Task brief:
Go through the data below. Pull out every line that has the word "bool".

(Beginning of Task material)

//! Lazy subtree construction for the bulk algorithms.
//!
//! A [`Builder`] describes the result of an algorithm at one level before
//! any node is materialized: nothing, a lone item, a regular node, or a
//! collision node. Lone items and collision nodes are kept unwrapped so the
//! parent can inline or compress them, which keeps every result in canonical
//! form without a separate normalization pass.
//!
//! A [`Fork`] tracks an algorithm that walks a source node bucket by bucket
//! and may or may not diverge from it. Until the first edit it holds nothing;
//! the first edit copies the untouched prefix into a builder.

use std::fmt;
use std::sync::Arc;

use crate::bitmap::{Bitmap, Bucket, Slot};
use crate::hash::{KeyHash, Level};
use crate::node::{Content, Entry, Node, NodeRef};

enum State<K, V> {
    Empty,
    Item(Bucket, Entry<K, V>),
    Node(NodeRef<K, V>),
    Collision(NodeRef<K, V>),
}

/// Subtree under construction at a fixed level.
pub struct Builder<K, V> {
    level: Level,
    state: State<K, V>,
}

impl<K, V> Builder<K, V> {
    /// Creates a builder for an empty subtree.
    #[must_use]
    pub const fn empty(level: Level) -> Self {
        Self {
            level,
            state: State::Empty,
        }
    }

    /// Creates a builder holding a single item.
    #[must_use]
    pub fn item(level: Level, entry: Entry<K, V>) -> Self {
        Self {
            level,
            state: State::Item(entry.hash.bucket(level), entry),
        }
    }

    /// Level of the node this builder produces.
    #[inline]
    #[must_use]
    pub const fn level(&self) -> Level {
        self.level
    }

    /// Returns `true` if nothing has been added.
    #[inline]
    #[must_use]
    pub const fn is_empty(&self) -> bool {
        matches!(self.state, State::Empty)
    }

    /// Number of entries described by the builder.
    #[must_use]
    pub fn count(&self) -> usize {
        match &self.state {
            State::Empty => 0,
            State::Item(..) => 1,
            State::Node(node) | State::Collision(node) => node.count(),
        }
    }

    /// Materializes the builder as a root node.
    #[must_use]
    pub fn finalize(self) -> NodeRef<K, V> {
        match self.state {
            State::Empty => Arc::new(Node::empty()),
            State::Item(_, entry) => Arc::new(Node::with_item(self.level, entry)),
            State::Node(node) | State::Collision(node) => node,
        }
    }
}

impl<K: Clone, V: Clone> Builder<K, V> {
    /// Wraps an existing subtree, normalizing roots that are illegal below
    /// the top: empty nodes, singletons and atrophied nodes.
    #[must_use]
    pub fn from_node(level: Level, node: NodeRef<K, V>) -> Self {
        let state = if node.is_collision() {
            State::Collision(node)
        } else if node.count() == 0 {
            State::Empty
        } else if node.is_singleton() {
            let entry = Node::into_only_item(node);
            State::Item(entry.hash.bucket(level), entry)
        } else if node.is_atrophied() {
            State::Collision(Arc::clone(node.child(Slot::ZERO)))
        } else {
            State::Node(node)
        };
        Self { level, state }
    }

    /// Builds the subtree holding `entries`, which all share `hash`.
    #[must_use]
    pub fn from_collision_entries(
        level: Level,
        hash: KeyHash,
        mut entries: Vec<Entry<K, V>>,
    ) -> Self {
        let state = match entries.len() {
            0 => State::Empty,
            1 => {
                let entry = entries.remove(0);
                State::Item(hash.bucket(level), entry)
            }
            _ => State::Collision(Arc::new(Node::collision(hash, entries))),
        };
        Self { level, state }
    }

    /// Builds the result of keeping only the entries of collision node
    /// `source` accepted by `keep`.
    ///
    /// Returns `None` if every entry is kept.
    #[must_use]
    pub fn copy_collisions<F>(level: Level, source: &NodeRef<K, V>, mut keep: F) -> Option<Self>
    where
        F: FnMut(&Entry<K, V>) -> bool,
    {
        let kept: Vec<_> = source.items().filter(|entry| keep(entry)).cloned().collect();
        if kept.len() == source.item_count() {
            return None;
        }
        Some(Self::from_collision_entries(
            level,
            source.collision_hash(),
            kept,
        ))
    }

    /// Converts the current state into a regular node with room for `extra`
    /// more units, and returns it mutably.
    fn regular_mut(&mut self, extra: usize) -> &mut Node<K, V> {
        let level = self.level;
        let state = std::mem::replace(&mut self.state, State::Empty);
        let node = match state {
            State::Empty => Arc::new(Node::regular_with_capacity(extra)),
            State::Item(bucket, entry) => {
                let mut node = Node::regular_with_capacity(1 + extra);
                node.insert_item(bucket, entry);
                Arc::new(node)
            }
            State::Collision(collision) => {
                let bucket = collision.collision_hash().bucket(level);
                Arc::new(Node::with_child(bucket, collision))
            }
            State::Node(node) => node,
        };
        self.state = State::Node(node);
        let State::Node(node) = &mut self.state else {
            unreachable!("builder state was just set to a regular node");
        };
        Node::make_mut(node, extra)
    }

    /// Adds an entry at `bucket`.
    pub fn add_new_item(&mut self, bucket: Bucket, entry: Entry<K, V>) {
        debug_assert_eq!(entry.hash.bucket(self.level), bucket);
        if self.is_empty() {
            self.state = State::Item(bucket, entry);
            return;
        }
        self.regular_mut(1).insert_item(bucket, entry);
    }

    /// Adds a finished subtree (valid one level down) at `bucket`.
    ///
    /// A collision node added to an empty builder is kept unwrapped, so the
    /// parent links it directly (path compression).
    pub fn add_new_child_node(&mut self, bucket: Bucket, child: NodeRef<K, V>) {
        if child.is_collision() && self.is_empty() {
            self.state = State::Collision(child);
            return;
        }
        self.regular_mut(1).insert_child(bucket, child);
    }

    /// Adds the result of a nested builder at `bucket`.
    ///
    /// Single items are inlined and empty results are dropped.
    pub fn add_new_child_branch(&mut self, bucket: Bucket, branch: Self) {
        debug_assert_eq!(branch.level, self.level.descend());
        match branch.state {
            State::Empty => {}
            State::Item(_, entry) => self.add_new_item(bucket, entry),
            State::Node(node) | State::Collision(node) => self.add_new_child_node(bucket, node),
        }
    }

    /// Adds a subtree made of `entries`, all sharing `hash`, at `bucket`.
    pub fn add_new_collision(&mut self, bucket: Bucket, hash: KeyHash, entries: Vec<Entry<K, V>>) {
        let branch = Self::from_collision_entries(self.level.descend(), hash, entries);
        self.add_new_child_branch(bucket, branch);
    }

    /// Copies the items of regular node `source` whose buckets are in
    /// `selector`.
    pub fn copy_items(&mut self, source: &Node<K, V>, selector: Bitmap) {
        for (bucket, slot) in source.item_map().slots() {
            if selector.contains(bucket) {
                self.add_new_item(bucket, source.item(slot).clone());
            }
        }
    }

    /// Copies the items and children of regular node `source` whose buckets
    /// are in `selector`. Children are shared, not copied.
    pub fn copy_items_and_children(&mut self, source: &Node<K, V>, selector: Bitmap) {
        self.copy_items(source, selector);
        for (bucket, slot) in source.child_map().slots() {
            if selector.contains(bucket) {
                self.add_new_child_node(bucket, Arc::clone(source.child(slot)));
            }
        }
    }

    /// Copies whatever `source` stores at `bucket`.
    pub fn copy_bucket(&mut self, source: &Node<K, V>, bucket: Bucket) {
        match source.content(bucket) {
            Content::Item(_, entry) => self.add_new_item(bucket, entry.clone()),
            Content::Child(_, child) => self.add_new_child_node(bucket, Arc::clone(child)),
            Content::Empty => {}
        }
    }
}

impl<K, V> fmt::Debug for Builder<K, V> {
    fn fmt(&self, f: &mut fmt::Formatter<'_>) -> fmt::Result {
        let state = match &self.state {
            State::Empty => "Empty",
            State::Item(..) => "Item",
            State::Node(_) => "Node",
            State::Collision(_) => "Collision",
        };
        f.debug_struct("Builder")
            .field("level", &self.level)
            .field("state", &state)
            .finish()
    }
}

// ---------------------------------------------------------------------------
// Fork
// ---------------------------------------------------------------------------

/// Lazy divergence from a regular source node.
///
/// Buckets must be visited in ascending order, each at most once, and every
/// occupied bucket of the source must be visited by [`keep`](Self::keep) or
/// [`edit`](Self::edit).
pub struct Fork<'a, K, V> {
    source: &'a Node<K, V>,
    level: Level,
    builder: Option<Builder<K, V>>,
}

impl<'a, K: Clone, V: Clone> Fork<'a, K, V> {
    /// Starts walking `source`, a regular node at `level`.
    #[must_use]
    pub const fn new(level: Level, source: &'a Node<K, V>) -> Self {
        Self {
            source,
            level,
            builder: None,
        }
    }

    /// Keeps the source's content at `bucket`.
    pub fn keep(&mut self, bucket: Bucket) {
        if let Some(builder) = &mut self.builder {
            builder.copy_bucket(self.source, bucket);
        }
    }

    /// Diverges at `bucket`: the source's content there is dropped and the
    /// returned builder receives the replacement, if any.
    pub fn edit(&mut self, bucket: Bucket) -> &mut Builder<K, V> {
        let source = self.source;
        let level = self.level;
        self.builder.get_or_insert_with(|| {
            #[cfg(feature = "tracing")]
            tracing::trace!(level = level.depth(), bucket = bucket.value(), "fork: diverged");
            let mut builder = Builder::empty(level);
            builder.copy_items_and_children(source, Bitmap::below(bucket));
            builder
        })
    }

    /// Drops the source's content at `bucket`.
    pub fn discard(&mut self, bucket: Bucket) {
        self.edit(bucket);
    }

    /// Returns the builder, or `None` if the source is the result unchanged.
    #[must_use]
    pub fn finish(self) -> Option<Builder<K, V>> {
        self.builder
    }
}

(End of Task material)
(Beginning of Task material)

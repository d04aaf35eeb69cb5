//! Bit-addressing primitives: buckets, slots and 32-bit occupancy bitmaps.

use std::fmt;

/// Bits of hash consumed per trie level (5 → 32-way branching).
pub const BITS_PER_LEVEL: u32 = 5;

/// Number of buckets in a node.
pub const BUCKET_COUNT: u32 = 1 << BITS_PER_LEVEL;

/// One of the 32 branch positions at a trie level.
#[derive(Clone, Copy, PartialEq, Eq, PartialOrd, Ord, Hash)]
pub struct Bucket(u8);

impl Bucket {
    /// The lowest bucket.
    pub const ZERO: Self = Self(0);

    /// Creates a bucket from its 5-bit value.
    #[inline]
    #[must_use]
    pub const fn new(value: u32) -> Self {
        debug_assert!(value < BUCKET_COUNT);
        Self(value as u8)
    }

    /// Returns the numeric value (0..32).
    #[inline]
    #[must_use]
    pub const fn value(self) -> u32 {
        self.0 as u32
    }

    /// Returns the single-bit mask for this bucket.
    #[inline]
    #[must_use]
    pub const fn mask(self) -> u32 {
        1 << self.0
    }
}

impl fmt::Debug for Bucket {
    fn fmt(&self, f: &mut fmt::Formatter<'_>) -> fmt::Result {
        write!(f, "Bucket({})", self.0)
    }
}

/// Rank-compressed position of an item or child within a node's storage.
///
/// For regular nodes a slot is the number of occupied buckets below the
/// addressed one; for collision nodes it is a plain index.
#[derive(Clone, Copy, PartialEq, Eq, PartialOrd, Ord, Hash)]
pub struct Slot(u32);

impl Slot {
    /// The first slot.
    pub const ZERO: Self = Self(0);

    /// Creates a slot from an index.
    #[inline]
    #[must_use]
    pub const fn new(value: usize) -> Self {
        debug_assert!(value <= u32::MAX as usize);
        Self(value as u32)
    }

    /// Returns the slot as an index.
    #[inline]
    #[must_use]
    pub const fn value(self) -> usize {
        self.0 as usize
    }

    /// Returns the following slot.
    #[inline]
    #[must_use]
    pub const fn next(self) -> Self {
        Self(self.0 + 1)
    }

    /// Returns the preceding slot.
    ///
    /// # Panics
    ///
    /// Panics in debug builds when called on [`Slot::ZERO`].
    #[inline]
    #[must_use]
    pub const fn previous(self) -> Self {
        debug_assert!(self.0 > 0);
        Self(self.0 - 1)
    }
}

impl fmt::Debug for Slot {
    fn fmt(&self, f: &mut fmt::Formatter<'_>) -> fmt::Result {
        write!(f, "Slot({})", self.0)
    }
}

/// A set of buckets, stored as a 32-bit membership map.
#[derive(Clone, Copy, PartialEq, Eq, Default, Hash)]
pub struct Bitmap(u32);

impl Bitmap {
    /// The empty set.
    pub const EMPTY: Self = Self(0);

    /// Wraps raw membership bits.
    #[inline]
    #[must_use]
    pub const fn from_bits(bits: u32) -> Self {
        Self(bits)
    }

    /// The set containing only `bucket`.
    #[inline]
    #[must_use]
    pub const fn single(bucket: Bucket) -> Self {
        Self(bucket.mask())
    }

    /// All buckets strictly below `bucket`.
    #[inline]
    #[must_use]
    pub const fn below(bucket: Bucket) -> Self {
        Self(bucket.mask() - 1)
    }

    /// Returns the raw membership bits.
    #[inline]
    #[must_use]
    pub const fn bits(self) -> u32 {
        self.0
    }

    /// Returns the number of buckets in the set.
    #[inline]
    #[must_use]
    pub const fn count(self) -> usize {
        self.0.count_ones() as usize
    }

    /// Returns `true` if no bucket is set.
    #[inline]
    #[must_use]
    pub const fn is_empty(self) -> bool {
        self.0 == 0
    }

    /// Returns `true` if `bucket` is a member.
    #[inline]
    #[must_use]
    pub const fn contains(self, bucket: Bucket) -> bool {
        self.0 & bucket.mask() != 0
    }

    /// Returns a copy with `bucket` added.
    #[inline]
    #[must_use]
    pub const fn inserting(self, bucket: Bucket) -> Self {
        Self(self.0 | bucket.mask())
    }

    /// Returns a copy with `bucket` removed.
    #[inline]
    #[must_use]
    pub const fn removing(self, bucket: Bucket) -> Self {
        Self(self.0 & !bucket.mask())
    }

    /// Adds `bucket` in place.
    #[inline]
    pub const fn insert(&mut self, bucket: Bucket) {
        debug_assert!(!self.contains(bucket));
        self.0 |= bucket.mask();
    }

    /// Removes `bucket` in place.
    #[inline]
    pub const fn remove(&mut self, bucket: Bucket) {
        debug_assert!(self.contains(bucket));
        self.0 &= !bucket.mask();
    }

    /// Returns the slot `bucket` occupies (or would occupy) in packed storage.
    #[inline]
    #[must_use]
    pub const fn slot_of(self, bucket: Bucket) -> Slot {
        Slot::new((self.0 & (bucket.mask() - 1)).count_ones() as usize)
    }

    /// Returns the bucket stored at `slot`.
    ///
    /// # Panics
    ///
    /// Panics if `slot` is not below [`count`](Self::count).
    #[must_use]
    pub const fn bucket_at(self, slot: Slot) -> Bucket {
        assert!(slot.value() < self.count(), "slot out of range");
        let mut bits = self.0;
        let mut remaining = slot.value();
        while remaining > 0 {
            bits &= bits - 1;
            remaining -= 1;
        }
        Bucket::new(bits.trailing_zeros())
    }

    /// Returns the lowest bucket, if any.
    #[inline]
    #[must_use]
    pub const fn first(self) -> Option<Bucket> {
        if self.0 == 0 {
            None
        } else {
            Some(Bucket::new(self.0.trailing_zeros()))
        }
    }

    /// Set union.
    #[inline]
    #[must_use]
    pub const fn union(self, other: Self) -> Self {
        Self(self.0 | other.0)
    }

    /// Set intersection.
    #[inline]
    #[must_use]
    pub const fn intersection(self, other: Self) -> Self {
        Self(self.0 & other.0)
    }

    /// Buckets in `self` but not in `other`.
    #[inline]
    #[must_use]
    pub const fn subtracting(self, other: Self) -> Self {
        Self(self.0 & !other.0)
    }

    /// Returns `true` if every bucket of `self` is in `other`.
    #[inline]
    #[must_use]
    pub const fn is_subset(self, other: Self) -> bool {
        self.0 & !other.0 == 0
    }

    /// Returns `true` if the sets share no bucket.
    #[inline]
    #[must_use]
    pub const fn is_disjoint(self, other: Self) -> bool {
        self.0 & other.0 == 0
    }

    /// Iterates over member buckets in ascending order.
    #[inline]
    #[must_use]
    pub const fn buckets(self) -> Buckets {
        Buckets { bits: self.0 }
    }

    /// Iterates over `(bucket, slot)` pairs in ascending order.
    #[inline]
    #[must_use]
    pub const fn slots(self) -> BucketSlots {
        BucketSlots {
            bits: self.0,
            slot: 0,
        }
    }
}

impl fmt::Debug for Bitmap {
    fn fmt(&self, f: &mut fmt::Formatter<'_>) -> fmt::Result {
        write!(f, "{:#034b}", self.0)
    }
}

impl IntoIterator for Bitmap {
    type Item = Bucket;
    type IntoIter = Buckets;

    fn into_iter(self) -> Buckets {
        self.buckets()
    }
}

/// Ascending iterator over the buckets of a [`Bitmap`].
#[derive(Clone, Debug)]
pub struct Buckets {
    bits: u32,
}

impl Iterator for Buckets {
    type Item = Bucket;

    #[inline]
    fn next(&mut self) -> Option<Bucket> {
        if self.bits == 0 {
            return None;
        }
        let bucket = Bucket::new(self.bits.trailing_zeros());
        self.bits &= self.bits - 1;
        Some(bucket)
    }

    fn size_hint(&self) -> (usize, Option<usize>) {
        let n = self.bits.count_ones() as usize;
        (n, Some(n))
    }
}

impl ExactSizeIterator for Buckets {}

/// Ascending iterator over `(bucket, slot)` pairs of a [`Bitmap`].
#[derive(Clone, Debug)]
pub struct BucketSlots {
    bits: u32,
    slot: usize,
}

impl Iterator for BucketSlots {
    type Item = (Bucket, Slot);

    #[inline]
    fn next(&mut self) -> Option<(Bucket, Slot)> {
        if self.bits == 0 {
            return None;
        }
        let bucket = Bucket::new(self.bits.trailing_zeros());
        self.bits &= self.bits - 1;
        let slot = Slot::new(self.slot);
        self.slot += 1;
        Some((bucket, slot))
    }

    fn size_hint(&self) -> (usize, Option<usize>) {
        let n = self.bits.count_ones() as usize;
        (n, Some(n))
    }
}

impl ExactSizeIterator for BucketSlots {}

(End of Task material)
(Beginning of Task material)

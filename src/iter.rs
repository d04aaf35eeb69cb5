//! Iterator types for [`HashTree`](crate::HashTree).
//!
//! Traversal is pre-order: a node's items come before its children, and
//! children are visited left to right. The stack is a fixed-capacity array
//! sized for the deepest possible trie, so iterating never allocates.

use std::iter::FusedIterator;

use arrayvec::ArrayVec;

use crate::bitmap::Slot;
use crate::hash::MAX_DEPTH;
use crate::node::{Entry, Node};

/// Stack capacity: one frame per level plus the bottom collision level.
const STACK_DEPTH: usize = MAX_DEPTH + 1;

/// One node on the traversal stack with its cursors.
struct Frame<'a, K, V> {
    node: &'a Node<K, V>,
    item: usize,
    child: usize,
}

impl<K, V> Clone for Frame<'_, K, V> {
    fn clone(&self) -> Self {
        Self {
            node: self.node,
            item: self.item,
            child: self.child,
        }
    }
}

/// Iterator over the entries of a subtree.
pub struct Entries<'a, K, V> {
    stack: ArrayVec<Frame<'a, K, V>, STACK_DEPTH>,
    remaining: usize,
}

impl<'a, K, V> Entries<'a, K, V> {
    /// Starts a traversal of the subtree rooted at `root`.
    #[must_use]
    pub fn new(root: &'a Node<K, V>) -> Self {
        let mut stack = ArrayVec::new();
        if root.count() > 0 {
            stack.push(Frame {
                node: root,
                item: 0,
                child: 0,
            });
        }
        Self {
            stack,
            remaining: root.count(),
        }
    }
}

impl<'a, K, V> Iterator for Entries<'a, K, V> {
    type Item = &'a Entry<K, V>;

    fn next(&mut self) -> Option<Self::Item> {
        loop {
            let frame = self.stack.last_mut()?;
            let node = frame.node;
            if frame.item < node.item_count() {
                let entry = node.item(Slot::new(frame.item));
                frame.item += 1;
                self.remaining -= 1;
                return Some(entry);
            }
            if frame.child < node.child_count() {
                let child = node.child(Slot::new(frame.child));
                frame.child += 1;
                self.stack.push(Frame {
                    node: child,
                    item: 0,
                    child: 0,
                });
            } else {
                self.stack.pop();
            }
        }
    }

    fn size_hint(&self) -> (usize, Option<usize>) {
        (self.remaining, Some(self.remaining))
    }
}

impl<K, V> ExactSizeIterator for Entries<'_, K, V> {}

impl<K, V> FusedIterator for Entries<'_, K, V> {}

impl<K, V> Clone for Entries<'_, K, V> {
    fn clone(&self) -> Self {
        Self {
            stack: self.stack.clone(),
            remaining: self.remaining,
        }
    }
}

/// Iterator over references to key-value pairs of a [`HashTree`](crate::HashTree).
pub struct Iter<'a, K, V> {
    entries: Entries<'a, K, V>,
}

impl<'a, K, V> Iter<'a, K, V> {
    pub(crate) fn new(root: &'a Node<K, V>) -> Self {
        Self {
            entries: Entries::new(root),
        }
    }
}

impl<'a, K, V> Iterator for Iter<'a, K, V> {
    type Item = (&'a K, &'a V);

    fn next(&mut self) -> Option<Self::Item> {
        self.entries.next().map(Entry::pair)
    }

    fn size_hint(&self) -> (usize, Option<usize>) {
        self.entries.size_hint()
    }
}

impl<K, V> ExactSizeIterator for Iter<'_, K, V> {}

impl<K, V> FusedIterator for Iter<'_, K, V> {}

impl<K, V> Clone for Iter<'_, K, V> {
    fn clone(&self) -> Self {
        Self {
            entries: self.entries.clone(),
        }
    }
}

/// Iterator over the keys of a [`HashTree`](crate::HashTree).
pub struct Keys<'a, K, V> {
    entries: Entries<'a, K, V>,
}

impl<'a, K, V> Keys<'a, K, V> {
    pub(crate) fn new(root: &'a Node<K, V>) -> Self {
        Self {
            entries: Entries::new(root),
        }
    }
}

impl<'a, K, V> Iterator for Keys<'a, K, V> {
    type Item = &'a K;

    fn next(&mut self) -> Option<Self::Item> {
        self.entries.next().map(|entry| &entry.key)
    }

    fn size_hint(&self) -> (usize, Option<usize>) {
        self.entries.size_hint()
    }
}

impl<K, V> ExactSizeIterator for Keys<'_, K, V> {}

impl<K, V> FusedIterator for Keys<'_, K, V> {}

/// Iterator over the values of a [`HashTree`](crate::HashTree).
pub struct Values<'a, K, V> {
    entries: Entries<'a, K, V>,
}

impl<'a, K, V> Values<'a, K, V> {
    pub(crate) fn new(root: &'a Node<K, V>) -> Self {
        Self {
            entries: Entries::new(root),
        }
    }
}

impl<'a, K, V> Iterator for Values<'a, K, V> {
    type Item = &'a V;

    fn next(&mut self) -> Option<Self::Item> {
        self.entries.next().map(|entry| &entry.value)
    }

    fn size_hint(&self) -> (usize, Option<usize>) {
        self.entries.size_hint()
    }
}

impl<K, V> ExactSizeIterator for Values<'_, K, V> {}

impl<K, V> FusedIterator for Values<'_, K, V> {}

(End of Task material)

Result of the task:
    pub const fn is_empty(&self) -> bool {
        F: FnMut(&Entry<K, V>) -> bool,
    pub const fn is_empty(self) -> bool {
    pub const fn contains(self, bucket: Bucket) -> bool {
    pub const fn is_subset(self, other: Self) -> bool {
    pub const fn is_disjoint(self, other: Self) -> bool {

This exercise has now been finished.